Can you pay contractors in Colombia in your home currency?
It’s usually best to pay international contractors in their local currency (Colombian pesos, for contractors in Colombia). However, many international contractors prefer to be paid in other currencies, such as USD. Be sure to have a written contract in place that stipulates which currency they’re going to be paid in.
Can you manually pay contractors in Colombia?
Yes, and many small businesses do in an attempt to cut costs. However, manually paying contractors, especially internationally, comes with risks:
- Compliance. Running payroll manually risks human error, omission, and other compliance mistakes. Using Rippling protects you and your business by automatically enforcing compliance with all local laws, no matter where your contractors live.

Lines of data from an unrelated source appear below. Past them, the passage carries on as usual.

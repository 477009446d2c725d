//! Logging initialization
//!
//! The library only emits `tracing` events; the binary decides where they go.

use std::fs::{self, OpenOptions};
use std::io;
use std::path::Path;
use std::sync::Mutex;
use tracing::debug;
use tracing_subscriber::EnvFilter;

/// Level used when none is configured
pub const DEFAULT_LEVEL: &str = "warn";

/// Build the filter for `level`, falling back to [`DEFAULT_LEVEL`] when the
/// directive is empty or malformed
#[must_use]
pub fn filter_for(level: &str) -> EnvFilter {
    let level = level.trim();
    if level.is_empty() {
        return EnvFilter::new(DEFAULT_LEVEL);
    }
    EnvFilter::try_new(level).unwrap_or_else(|_| EnvFilter::new(DEFAULT_LEVEL))
}

/// Install the global subscriber.
///
/// Events go to stderr, or are appended to `file` without ANSI colours when
/// a path is given. Calling this twice is a no-op.
///
/// # Errors
/// Returns an error if the log file or its directory cannot be created
pub fn init(level: &str, file: Option<&Path>) -> io::Result<()> {
    let builder = tracing_subscriber::fmt()
        .with_env_filter(filter_for(level))
        .with_target(false);

    match file {
        Some(path) => {
            if let Some(parent) = path.parent() {
                if !parent.as_os_str().is_empty() {
                    fs::create_dir_all(parent)?;
                }
            }
            let log_file = OpenOptions::new().create(true).append(true).open(path)?;
            let _ = builder
                .with_ansi(false)
                .with_writer(Mutex::new(log_file))
                .try_init();
        }
        None => {
            let _ = builder.with_writer(io::stderr).try_init();
        }
    }

    debug!("Logging initialized at level {level}");
    Ok(())
}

- Security. Manual payroll processes often mean paper or spreadsheets—which come with security risks. Protect your contractors' sensitive personal information with a secure payroll platform like Rippling.
Rippling makes payroll automatic and seamless, syncing your business' HR data with payroll so you don't have to do any manual entry. It also helps your employees and contractors all over the world get paid quickly—and compliantly.
How do you turn a contractor into an employee in Colombia?
Sometimes you need a full-time employee, despite the financial benefits of hiring contractors. But hiring employees requires even more knowledge of local labor laws—from drafting a legally compliant employment contract to calculating the right payroll deductions.
Rippling can help you effortlessly manage contractors, and easily transition them to full-time employees when needed. Send and store employment agreements and other paperwork, handle benefits administration, run payroll, and more—Rippling does it all, so you stay compliant from onboarding to offboarding.
Rippling and its affiliates do not provide tax, legal or accounting advice. This material has been prepared for informational purposes only, and is not intended to provide, and should not be relied on for, tax, legal, or accounting advice. You should consult your own tax, legal, and accounting advisors before engaging in any related activities or transactions.